Dataset entries

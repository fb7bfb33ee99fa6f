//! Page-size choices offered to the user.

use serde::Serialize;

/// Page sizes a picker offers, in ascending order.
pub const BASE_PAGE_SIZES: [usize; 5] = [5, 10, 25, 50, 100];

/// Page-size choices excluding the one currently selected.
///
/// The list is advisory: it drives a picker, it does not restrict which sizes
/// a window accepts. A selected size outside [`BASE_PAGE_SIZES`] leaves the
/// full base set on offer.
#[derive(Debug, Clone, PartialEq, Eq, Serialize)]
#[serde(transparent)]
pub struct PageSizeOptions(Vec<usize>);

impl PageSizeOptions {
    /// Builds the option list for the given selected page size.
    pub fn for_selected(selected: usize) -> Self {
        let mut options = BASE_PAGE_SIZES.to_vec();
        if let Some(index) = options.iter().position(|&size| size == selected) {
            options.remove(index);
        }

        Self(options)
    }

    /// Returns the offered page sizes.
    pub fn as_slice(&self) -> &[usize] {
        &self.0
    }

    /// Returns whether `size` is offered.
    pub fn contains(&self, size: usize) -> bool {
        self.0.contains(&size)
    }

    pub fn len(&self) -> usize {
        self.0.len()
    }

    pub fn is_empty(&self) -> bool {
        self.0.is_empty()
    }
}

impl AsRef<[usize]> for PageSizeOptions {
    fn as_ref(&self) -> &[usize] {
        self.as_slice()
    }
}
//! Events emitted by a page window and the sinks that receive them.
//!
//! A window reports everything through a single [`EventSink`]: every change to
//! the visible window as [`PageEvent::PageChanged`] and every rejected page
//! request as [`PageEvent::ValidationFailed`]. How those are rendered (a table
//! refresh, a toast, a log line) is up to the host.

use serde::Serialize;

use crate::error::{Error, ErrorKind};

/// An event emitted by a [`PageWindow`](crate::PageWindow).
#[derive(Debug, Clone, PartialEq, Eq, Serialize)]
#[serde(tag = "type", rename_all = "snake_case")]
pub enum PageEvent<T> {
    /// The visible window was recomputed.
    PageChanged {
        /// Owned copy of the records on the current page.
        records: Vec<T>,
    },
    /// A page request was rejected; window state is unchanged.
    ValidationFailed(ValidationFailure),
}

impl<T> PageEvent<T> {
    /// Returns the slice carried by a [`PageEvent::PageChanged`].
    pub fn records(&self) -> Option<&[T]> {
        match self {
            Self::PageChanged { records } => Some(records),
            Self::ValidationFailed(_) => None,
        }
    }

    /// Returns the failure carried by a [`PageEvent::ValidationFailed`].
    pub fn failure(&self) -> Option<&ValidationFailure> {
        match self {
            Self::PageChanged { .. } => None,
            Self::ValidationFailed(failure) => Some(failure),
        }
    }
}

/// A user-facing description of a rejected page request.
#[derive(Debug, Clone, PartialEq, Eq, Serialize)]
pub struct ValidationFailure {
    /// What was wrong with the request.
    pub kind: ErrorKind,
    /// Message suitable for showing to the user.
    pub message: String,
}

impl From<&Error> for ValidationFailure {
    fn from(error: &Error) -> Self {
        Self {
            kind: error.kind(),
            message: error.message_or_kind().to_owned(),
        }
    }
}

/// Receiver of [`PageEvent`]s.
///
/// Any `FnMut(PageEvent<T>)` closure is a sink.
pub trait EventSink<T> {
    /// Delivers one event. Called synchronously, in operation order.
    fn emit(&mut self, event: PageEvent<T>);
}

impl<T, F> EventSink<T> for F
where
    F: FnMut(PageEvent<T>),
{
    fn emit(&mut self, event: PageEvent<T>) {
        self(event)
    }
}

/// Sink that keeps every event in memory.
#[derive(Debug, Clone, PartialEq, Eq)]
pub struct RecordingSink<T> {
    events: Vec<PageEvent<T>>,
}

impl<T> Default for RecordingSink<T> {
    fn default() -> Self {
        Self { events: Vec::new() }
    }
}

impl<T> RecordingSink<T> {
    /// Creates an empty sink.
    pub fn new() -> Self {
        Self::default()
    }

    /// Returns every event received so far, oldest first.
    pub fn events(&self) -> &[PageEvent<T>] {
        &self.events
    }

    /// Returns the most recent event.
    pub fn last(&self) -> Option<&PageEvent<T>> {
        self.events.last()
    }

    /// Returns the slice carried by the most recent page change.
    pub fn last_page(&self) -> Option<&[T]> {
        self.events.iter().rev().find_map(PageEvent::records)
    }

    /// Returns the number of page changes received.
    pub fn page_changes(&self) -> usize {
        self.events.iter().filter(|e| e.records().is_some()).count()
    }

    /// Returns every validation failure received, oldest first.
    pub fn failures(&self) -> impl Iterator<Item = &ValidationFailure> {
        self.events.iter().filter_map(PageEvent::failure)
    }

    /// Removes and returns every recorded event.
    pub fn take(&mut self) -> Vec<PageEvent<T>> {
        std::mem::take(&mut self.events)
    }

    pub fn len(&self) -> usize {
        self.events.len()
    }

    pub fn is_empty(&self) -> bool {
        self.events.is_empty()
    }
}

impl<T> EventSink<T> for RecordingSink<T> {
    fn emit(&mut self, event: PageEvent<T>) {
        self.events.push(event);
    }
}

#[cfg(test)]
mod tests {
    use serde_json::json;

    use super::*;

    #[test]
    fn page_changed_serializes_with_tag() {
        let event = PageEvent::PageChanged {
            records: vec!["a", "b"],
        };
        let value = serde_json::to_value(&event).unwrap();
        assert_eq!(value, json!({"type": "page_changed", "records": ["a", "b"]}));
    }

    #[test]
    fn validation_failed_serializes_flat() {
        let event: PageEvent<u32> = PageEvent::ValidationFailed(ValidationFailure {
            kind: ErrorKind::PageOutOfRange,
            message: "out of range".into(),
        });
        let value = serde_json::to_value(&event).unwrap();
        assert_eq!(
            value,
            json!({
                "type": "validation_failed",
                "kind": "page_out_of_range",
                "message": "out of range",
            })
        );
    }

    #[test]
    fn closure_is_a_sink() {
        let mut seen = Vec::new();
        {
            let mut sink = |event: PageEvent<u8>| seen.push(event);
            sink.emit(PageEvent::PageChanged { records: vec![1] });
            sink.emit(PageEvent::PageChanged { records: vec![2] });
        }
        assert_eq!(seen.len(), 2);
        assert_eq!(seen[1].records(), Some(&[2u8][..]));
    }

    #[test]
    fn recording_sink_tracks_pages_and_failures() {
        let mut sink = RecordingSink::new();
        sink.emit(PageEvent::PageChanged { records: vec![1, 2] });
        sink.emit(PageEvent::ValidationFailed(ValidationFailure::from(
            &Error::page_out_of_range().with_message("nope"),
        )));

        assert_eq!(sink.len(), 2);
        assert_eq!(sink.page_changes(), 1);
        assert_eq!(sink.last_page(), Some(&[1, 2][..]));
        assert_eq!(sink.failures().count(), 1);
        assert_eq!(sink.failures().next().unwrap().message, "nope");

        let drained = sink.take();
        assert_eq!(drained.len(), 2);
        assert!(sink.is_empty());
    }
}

# [WHAT TO DO]
In the entries above, find each line that has the word "RecordingSink". Copy it.

# [OUTPUT]
pub struct RecordingSink<T> {
impl<T> Default for RecordingSink<T> {
impl<T> RecordingSink<T> {
impl<T> EventSink<T> for RecordingSink<T> {
        let mut sink = RecordingSink::new();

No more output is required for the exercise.